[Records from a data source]
//! Pipeline stages and the driver that runs them back to back
//!
//! One pass, strictly sequential: upload everything raw, wait for the store
//! to serve the new objects, then publish as much as today's quota allows.
//! The only suspension points are the inter-stage delay and the retry
//! backoff, both cancellable through [`Shutdown`].

pub mod publish;
pub mod upload;

use std::path::{Path, PathBuf};
use std::sync::Arc;
use std::time::Duration;
use tracing::{error, info};

use crate::config::Config;
use crate::error::{CwallError, Result};
use crate::naming;
use crate::platforms::drive::{DriveStore, TokenFileProvider};
use crate::platforms::instagram::GraphClient;
use crate::platforms::{CredentialProvider, ObjectStore, SocialPublisher};
use crate::retry::RetryPolicy;
use crate::shutdown::Shutdown;
use crate::types::ScreenshotItem;

pub use publish::{PublishStage, PublishSummary};
pub use upload::{UploadStage, UploadSummary};

/// Result of a full cycle
#[derive(Debug, Clone, Copy, Default, PartialEq, Eq)]
pub struct CycleSummary {
    pub upload: UploadSummary,
    /// `None` when the publish stage was skipped because the quota could
    /// not be read
    pub publish: Option<PublishSummary>,
}

pub struct Pipeline {
    watch_dir: PathBuf,
    upload: UploadStage,
    publish: PublishStage,
    shutdown: Shutdown,
}

impl Pipeline {
    /// Assemble a pipeline from explicit collaborators
    pub fn new(
        config: &Config,
        credentials: Arc<dyn CredentialProvider>,
        store: Arc<dyn ObjectStore>,
        publisher: Arc<dyn SocialPublisher>,
        shutdown: Shutdown,
    ) -> Self {
        let settings = &config.pipeline;

        let upload = UploadStage::new(Arc::clone(&store), credentials, &config.google.folder_id)
            .with_purge_discard(settings.purge_discard_on_start)
            .with_shutdown(shutdown.clone());

        let publish = PublishStage::new(store, publisher, settings.daily_cap)
            .with_retry(RetryPolicy::new(settings.max_attempts, settings.retry_delay()))
            .with_shutdown(shutdown.clone());

        Self {
            watch_dir: config.watch_dir(),
            upload,
            publish,
            shutdown,
        }
    }

    /// Assemble a pipeline talking to Google Drive and Instagram
    pub fn from_config(config: &Config, shutdown: Shutdown) -> Self {
        Self::new(
            config,
            Arc::new(TokenFileProvider::new(config.token_file())),
            Arc::new(DriveStore::new()),
            Arc::new(GraphClient::new(&config.instagram)),
            shutdown,
        )
    }

    pub fn watch_dir(&self) -> &Path {
        &self.watch_dir
    }

    pub async fn upload(&self) -> Result<UploadSummary> {
        self.upload.run(&self.watch_dir).await
    }

    pub async fn publish(&self) -> Result<PublishSummary> {
        self.publish.run(&self.watch_dir).await
    }

    /// Upload, wait `delay`, publish
    ///
    /// The wait is skipped when nothing new was uploaded. An unreadable
    /// quota ends the cycle after the upload stage without an error; auth
    /// failures and cancellation are returned.
    pub async fn run_full_cycle(&self, delay: Duration) -> Result<CycleSummary> {
        let upload = self.upload().await?;

        if upload.uploaded > 0 && !delay.is_zero() {
            info!(
                "Uploaded {} files. Waiting {} seconds before publishing...",
                upload.uploaded,
                delay.as_secs()
            );
            if !self.shutdown.sleep(delay).await {
                return Err(CwallError::Cancelled);
            }
        }

        let publish = match self.publish().await {
            Ok(summary) => Some(summary),
            Err(CwallError::Quota(reason)) => {
                error!("Skipping publish stage, quota unavailable: {}", reason);
                None
            }
            Err(e) => return Err(e),
        };

        Ok(CycleSummary { upload, publish })
    }
}

/// Every pipeline item under `watch_dir`, with its state derived from where
/// it sits: the watch directory, `discard/` and each dated archive folder
pub fn scan_items(watch_dir: &Path) -> Result<Vec<ScreenshotItem>> {
    let mut dirs = vec![watch_dir.to_path_buf(), naming::discard_dir(watch_dir)];
    let archive_root = naming::archive_root(watch_dir);
    if archive_root.is_dir() {
        let mut dated: Vec<_> = std::fs::read_dir(&archive_root)?
            .filter_map(|entry| entry.ok().map(|e| e.path()))
            .filter(|path| path.is_dir())
            .collect();
        dated.sort();
        dirs.extend(dated);
    }

    let mut items = Vec::new();
    for dir in dirs.iter().filter(|d| d.is_dir()) {
        items.extend(
            list_files(dir)?
                .iter()
                .filter_map(|path| naming::classify(watch_dir, path)),
        );
    }
    Ok(items)
}

/// Regular files directly inside `dir`, sorted by name
fn list_files(dir: &Path) -> Result<Vec<PathBuf>> {
    let mut files = Vec::new();
    for entry in std::fs::read_dir(dir)? {
        let entry = entry?;
        if entry.file_type()?.is_file() {
            files.push(entry.path());
        }
    }
    files.sort();
    Ok(files)
}

fn file_name(path: &Path) -> Option<&str> {
    path.file_name().and_then(|n| n.to_str())
}

/// Path relative to the watch directory, as stored in the state log
fn relative_to(watch_dir: &Path, path: &Path) -> String {
    path.strip_prefix(watch_dir)
        .unwrap_or(path)
        .to_string_lossy()
        .into_owned()
}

What you have to do
Please give again the lines above between the line holding "delay.as_secs()" and the line holding "let mut dirs", inclusive, exactly as they are and with nothing added.

Task result
                delay.as_secs()
            );
            if !self.shutdown.sleep(delay).await {
                return Err(CwallError::Cancelled);
            }
        }

        let publish = match self.publish().await {
            Ok(summary) => Some(summary),
            Err(CwallError::Quota(reason)) => {
                error!("Skipping publish stage, quota unavailable: {}", reason);
                None
            }
            Err(e) => return Err(e),
        };

        Ok(CycleSummary { upload, publish })
    }
}

/// Every pipeline item under `watch_dir`, with its state derived from where
/// it sits: the watch directory, `discard/` and each dated archive folder
pub fn scan_items(watch_dir: &Path) -> Result<Vec<ScreenshotItem>> {
    let mut dirs = vec![watch_dir.to_path_buf(), naming::discard_dir(watch_dir)];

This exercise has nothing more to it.